Ritengo che questo percorso personale, che riguarda ogni essere umano, costituisca la più grande e continuativa sfida emotiva dell’esistenza.
L’atto stesso del venire al mondo sancisce la prima necessaria ed irrimediabile separazione, qualcosa che forse contribuisce al mito del paradiso perduto.
Di seguito, di fase in fase, passaggio per passaggio, gli individui debbono affrontare e trovare le risorse per innumerevoli altre separazioni, reali e simboliche.
Tollerare l’allentarsi dei legami di attaccamento, nelle loro diverse forme, attrezzarsi ad acquisire le conoscenze per una vita autonoma, lasciare la casa natale e i vincoli primari, divenire essi stessi oggetti di dipendenza per le generazioni successive.
Nella prospettiva religiosa sembra rispecchiarsi una profonda conoscenza che coglie le difficoltà di questo percorso.
I sacramenti, nella religione cattolica, corrispondono, infatti, ad altrettanti riti di passaggio che scandiscono le età della vita, col sostegno della benedizione divina e del riconoscimento sociale.
Offrono perciò la possibilità di drammatizzare e idealizzare, su di un palcoscenico collettivo, quanto di gioioso e al tempo stesso doloroso contraddistingue ogni svolta evolutiva della nostra esistenza.
Anche la morte, quindi, in questa prospettiva non è altro che una perdita transitoria, nell’attesa di un ricongiungimento ultraterreno.
La ricerca del piacere non avrebbe forse ragione di essere se non dovessimo continuamente confrontarci con il suo opposto: il dolore.
Non credo sia un caso che il linguaggio, comune e specialistico, tenda a evitare la parola dolore sostituendola con sinonimi edulcoranti.
Si parla quindi di disagio, di difficoltà, di sofferenza, di angoscia, di tristezza, di tormento, quando non si fa ricorso a categorie psicopatologiche e si preferisce utilizzare il termine dolore confinandolo alla sfera della percezione fisica, col presupposto che possa avere un più facile rimedio.
Ma ci sono dolori che non hanno rimedio se non nelle nostre risorse psichiche e ci sono individui che non hanno sufficienti risorse per porvi rimedio.
Credo quindi che, come le cronache ci riferiscono, nel fenomeno del femminicidio, ben attenti a comprendere e non perciò a giustificare, sia frequentemente implicato il dolore della separazione e della presenza e l’incapacità di tollerarlo.
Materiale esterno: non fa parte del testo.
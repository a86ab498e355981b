//! Defines the core traits of the runtime.
//!
//! *   [`ActorMessage`]: Marker trait for any value that can travel as an envelope payload.
//! *   [`ActorHandleInterface`]: The delivery surface of an actor (`submit`,
//!     `request_close`, `is_accepting`), implemented by
//!     [`ActorHandle`](crate::actor::ActorHandle).

/*
 * Copyright (c) 2024. Govcraft
 *
 * Licensed under either of
 *   * Apache License, Version 2.0 (the "License");
 *     you may not use this file except in compliance with the License.
 *     You may obtain a copy of the License at http://www.apache.org/licenses/LICENSE-2.0
 *   * MIT license: http://opensource.org/licenses/MIT
 *
 * Unless required by applicable law or agreed to in writing, software
 * distributed under the License is distributed on an "AS IS" BASIS,
 * WITHOUT WARRANTIES OR CONDITIONS OF ANY KIND, either express or implied.
 * See the applicable License for the specific language governing permissions and
 * limitations under that License.
 */

// --- Public Re-exports ---
pub use actor_handle_interface::ActorHandleInterface;
pub use actor_message::ActorMessage;

// --- Submodules ---

/// Defines the [`ActorHandleInterface`] trait for actor interaction.
mod actor_handle_interface;
/// Defines the [`ActorMessage`] marker trait.
mod actor_message;
/*
 * Copyright (c) 2024. Govcraft
 *
 * Licensed under either of
 *   * Apache License, Version 2.0 (the "License");
 *     you may not use this file except in compliance with the License.
 *     You may obtain a copy of the License at http://www.apache.org/licenses/LICENSE-2.0
 *   * MIT license: http://opensource.org/licenses/MIT
 *
 * Unless required by applicable law or agreed to in writing, software
 * distributed under the License is distributed on an "AS IS" BASIS,
 * WITHOUT WARRANTIES OR CONDITIONS OF ANY KIND, either express or implied.
 * See the applicable License for the specific language governing permissions and
 * limitations under that License.
 */

use std::time::Duration;

use tokio::sync::mpsc;
use tracing::debug;

use troupe::prelude::*;

use crate::{greeter, printer, Reading, CONSOLE_PRINT};

/// Feeds the inbound queue every 50 ms until the dispatcher goes away.
pub async fn pump(inbound: mpsc::Sender<Envelope>) {
    let sender = Address::new(CONFIG.defaults.system_sender.clone());
    let printer = Address::new(printer::ACTOR_TYPE);
    let greeter = Address::new(greeter::ACTOR_TYPE);

    loop {
        let batch = [
            // Broadcasts are not routed; the dispatcher logs and drops this one.
            Envelope::broadcast(
                CONSOLE_PRINT,
                sender.clone(),
                [printer.clone(), greeter.clone()],
                reading(),
            ),
            Envelope::unicast(CONSOLE_PRINT, sender.clone(), greeter.clone(), reading()),
            Envelope::unicast(CONSOLE_PRINT, sender.clone(), printer.clone(), reading()),
            Envelope::unicast(greeter::HI, sender.clone(), greeter.clone(), reading()),
            Envelope::unicast(greeter::BYE, sender.clone(), greeter.clone(), reading()),
        ];
        for envelope in batch {
            if inbound.send(envelope).await.is_err() {
                debug!("inbound queue closed, producer stopping");
                return;
            }
        }
        tokio::time::sleep(Duration::from_millis(50)).await;
    }
}

fn reading() -> Reading {
    Reading {
        data: rand::random(),
    }
}
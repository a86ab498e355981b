/*
 * Copyright (c) 2024. Govcraft
 *
 * Licensed under either of
 *   * Apache License, Version 2.0 (the "License");
 *     you may not use this file except in compliance with the License.
 *     You may obtain a copy of the License at http://www.apache.org/licenses/LICENSE-2.0
 *   * MIT license: http://opensource.org/licenses/MIT
 *
 * Unless required by applicable law or agreed to in writing, software
 * distributed under the License is distributed on an "AS IS" BASIS,
 * WITHOUT WARRANTIES OR CONDITIONS OF ANY KIND, either express or implied.
 * See the applicable License for the specific language governing permissions and
 * limitations under that License.
 */

use std::sync::{Arc, Weak};

use dashmap::DashMap;
use tracing::trace;

use crate::actor::ActorHandle;

/// Registry keyed by actor type.
pub(crate) type ActorRegistry = DashMap<String, ActorHandle>;

/// The only capability an actor holds on the system that registered it.
///
/// An actor finishing its close handshake must leave the registry; it does not need,
/// and does not get, anything else of the system. The registry is held weakly so the
/// registry → actor → registry path never keeps either side alive.
#[derive(Debug, Clone, Default)]
pub(crate) struct CloseAcknowledger {
    registry: Weak<ActorRegistry>,
}

impl CloseAcknowledger {
    pub(crate) fn new(registry: &Arc<ActorRegistry>) -> Self {
        Self {
            registry: Arc::downgrade(registry),
        }
    }

    /// Removes the actor from the registry, but only if the entry is still this instance.
    pub(crate) fn acknowledge_close(&self, actor_type: &str, actor_id: &str) {
        let Some(registry) = self.registry.upgrade() else {
            trace!(actor_type, "registry already dropped, nothing to acknowledge");
            return;
        };
        let removed = registry.remove_if(actor_type, |_, handle| handle.id() == actor_id);
        trace!(
            actor_type,
            actor_id,
            removed = removed.is_some(),
            "close acknowledged"
        );
    }
}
La perdita di un oggetto di amore può essere così insopportabile da dovere essere negata sino al suo annullamento fisico.
La morte di chi si sente di non potere perdere né avere può quindi divenire, paradossalmente, l’unico folle rimedio a un dolore insostenibile che unisce per sempre entrambi i soggetti della relazione nell’annientamento sociale.
Ci si deve chiedere se ed eventualmente cosa, in questa nostra epoca, renda tanti individui così fragili e distruttivi rispetto a questi fenomeni senza tempo.